The midsummer sky was already a deep blue. I drank a coffee, collected Mitch from Mr. Contreras’s kitchen—he’d been whining behind the door, indignant at being locked inside while Peppy got to play—and ran the dogs to the lake. The water was still so cold, I gasped when I jumped in, but I swam with them to the first buoy. Maybe if I got my blood flowing fast enough, I’d feel as though I’d spent eight hours asleep.

 

It didn’t exactly work: I was still gritty-eyed and grumpy as I drove south. But I reached the University of Chicago library just as the doors opened. I’d picked up a cappuccino and a croissant at one of the little neighborhood coffee bars and, against all library etiquette, smuggled them into the microform room.

 

I pulled reels for all the major Chicago newspapers. In 1967, there had been eight dailies, morning and evening editions of four different papers. I started with the Daily News, my dad’s paper. He liked Royko.

 

January 25, 1967, the day before the big snow. It’s strange how little you remember of events you lived through yourself. Scrolling through the pages, I wasn’t surprised that I didn’t know the national news: LBJ’s war budget; the student protests at Berkeley, which California governor Reagan denounced as a Communist plot against America; or even newly elected Senator Charles Percy’s wife’s miniskirt. I’d been in fifth grade, and that stuff sailed completely past me.

 

It was the local news that surprised me. I’d completely forgotten the tornadoes that swept the South Side the day before the big snow, the big storms Rose Hebert had mentioned.

 

The winds had blown over a half-constructed building at Eighty-seventh and Stony, three miles from my childhood home. A cop had been killed at the scene. I stared at photos of the rubble. Cinder blocks filled the streets, looking like Legos thrown on the living-room floor by a bad-tempered child. A VW bug was buried up to its windows in the debris. And then, the next day, twenty-six inches of snow fell, covering the debris, the mills, the roads, all of Chicago, burying the living as well as the dead.

 

My memory of the storm wasn’t the tornadoes, nor even the dead cop—although every cop’s death was an occasion of anxiety for my mother and me—but Gabriella waiting outside for me when school ended. My mother never walked me home from school, and I was scared when I saw her, scared that something had happened to my dad.

 

That she was worried about the snow seemed funny to me.
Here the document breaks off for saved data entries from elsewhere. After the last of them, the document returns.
//! HTTP client plumbing shared by outbound integrations.

pub mod client;

pub use client::{HttpClient, HttpClientBuilder};
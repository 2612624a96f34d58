//! In-memory port implementations and a wiring harness for service tests
//!
//! Compiled for this crate's unit tests and, behind the `test-utils`
//! feature, for downstream crates.

mod harness;
mod marketplace;
mod repositories;

pub use harness::{harness, TestHarness};
pub use marketplace::{FakeMarketplace, RecordedCall};
pub use repositories::{
    InMemoryAccountRepository, InMemoryCredentialRepository, InMemoryMirrorRepository,
    InMemoryPendingAuthStore, InMemoryWebhookLedger,
};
A blizzard blowing five-and even ten-foot drifts was exhilarating, a game, not cause for alarm. But after a year of riots and protests, where she had sat up night after night waiting for Tony to come home, me sometimes watching from the top of the attic stairs, sometimes joining her at the kitchen table, whenever she did something out of the ordinary I thought first of my father.

 

“Tu e Bernardo, spericolati e testardi tutti e dui voi!” she said to me in Italian, seizing my mittened hand. “Both of you reckless and head-strong! If I don’t stop you, you will get lost in this blizzard. You will do something impossibly dangerous that will cost you your life and forever break my heart.”

 

“I’m not a baby! Don’t treat me like one in front of my friends.” I shouted at her in English, yanking my hand away.

 

It upset her when I didn’t answer in Italian. In my anger, I wanted to hurt her feelings. The truth was, I’d been planning on finding Boom-Boom—Bernardo—who went to Catholic school. We wanted to see if the Calumet River had frozen enough for skating. Being caught out made me sullen, even more so when Gabriella made me play the piano for an hour when we got home.